Segment Open

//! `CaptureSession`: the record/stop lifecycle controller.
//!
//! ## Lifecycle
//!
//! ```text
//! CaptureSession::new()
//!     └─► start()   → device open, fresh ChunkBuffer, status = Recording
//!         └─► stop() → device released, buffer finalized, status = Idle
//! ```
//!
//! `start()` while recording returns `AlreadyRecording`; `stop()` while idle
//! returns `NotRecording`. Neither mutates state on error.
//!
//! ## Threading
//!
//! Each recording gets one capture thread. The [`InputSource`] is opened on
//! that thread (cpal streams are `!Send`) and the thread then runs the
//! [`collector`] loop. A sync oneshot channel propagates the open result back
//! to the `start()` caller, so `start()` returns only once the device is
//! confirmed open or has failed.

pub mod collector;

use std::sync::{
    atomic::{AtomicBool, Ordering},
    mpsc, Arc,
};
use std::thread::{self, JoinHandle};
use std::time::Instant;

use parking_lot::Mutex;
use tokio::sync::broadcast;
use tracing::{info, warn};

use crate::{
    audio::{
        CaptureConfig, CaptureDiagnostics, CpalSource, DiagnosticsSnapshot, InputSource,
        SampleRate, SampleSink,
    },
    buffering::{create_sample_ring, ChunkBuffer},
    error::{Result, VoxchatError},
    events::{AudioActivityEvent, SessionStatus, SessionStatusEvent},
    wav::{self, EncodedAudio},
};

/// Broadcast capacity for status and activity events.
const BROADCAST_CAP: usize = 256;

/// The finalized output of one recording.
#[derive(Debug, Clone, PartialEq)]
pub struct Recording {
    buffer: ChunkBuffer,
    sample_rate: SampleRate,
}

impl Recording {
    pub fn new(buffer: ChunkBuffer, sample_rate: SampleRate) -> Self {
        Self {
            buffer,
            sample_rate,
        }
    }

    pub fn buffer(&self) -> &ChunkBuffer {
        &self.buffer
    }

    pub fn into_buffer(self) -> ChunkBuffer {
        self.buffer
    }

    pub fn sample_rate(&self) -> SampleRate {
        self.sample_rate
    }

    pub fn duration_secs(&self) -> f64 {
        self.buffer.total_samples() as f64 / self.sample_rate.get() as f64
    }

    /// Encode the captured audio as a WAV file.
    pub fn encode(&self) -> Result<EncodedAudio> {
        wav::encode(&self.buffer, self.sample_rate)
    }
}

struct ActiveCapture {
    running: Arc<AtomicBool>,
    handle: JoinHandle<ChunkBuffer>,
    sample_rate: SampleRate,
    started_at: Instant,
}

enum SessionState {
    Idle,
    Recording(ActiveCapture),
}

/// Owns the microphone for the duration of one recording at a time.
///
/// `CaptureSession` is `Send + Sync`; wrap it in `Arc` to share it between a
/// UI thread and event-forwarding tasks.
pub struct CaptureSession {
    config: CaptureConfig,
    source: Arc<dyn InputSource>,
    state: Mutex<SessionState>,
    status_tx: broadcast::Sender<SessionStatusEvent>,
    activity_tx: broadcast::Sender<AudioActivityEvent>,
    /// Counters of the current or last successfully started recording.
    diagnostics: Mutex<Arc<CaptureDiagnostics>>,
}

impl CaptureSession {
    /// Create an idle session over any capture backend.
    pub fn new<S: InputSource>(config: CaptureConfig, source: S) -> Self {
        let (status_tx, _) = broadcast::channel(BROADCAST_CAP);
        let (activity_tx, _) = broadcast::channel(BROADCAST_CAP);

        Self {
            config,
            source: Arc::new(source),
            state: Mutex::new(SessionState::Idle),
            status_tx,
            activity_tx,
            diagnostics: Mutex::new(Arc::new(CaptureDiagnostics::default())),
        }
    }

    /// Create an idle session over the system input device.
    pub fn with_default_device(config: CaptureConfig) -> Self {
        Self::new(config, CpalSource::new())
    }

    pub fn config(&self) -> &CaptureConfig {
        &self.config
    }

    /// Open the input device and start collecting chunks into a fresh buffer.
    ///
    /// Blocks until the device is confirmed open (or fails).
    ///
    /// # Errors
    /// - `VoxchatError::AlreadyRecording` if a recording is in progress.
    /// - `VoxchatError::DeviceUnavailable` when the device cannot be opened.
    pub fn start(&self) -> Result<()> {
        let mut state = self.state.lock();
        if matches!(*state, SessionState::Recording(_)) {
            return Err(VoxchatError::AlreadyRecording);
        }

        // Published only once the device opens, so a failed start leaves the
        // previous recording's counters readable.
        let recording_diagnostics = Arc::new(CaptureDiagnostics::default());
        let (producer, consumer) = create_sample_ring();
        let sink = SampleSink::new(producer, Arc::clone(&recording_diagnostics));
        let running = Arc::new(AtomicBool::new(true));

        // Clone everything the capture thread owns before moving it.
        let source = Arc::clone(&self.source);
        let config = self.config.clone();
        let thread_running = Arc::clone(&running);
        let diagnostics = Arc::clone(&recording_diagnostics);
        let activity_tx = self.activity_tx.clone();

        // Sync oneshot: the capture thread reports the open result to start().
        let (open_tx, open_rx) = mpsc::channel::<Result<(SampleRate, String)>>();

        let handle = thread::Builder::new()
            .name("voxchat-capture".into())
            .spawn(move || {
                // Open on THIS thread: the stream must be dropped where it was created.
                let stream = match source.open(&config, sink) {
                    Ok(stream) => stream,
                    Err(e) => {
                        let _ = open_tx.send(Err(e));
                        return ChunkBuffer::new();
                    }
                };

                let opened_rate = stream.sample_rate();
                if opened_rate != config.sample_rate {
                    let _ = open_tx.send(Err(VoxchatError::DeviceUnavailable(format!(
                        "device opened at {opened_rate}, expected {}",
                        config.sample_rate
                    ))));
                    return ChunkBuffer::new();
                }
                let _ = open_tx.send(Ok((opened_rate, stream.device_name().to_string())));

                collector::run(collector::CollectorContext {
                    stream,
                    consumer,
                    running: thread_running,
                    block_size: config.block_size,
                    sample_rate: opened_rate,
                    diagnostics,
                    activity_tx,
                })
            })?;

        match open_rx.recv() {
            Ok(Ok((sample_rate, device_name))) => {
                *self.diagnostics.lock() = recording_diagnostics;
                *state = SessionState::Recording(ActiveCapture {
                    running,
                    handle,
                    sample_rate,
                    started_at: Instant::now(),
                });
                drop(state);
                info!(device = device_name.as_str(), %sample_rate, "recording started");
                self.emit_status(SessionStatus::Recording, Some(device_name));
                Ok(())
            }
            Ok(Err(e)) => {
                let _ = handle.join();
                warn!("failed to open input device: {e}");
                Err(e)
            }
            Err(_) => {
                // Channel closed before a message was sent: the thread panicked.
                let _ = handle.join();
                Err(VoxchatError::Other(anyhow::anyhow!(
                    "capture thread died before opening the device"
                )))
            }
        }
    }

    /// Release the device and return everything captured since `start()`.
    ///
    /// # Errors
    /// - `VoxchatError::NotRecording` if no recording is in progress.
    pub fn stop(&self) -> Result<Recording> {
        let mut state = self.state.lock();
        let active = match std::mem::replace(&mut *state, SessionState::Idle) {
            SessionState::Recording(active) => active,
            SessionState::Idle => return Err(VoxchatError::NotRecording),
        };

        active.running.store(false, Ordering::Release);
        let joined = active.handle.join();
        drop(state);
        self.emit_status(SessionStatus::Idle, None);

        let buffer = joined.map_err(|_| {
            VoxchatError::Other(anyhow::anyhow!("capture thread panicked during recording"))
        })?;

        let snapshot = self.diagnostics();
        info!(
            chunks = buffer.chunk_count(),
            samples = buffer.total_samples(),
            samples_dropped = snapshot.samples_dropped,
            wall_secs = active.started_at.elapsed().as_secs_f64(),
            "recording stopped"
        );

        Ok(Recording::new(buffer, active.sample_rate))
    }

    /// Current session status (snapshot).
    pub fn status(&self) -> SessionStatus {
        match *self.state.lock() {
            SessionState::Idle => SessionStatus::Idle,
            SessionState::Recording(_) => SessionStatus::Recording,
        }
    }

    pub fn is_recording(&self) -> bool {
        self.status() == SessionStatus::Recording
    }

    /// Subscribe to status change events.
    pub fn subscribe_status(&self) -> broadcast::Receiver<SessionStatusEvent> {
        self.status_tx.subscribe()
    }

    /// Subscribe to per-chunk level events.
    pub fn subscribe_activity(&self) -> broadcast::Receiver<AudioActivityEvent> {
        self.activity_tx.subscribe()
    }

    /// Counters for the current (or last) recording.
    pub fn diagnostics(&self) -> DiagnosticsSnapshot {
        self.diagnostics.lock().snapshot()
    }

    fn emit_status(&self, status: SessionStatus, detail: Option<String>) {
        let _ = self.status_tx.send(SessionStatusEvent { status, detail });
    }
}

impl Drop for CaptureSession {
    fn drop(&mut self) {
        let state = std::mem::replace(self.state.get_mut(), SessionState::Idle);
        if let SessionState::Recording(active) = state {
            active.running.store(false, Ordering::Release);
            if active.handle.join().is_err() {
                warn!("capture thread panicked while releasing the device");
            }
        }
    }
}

Segment Closed

▸ What is expected: Reproduce exactly the stretch of the material above that starts at the line with "use std::time::Instant;" and ends at the line with "any capture backend.", both included, and nothing else.

▸ Response:
use std::time::Instant;

use parking_lot::Mutex;
use tokio::sync::broadcast;
use tracing::{info, warn};

use crate::{
    audio::{
        CaptureConfig, CaptureDiagnostics, CpalSource, DiagnosticsSnapshot, InputSource,
        SampleRate, SampleSink,
    },
    buffering::{create_sample_ring, ChunkBuffer},
    error::{Result, VoxchatError},
    events::{AudioActivityEvent, SessionStatus, SessionStatusEvent},
    wav::{self, EncodedAudio},
};

/// Broadcast capacity for status and activity events.
const BROADCAST_CAP: usize = 256;

/// The finalized output of one recording.
#[derive(Debug, Clone, PartialEq)]
pub struct Recording {
    buffer: ChunkBuffer,
    sample_rate: SampleRate,
}

impl Recording {
    pub fn new(buffer: ChunkBuffer, sample_rate: SampleRate) -> Self {
        Self {
            buffer,
            sample_rate,
        }
    }

    pub fn buffer(&self) -> &ChunkBuffer {
        &self.buffer
    }

    pub fn into_buffer(self) -> ChunkBuffer {
        self.buffer
    }

    pub fn sample_rate(&self) -> SampleRate {
        self.sample_rate
    }

    pub fn duration_secs(&self) -> f64 {
        self.buffer.total_samples() as f64 / self.sample_rate.get() as f64
    }

    /// Encode the captured audio as a WAV file.
    pub fn encode(&self) -> Result<EncodedAudio> {
        wav::encode(&self.buffer, self.sample_rate)
    }
}

struct ActiveCapture {
    running: Arc<AtomicBool>,
    handle: JoinHandle<ChunkBuffer>,
    sample_rate: SampleRate,
    started_at: Instant,
}

enum SessionState {
    Idle,
    Recording(ActiveCapture),
}

/// Owns the microphone for the duration of one recording at a time.
///
/// `CaptureSession` is `Send + Sync`; wrap it in `Arc` to share it between a
/// UI thread and event-forwarding tasks.
pub struct CaptureSession {
    config: CaptureConfig,
    source: Arc<dyn InputSource>,
    state: Mutex<SessionState>,
    status_tx: broadcast::Sender<SessionStatusEvent>,
    activity_tx: broadcast::Sender<AudioActivityEvent>,
    /// Counters of the current or last successfully started recording.
    diagnostics: Mutex<Arc<CaptureDiagnostics>>,
}

impl CaptureSession {
    /// Create an idle session over any capture backend.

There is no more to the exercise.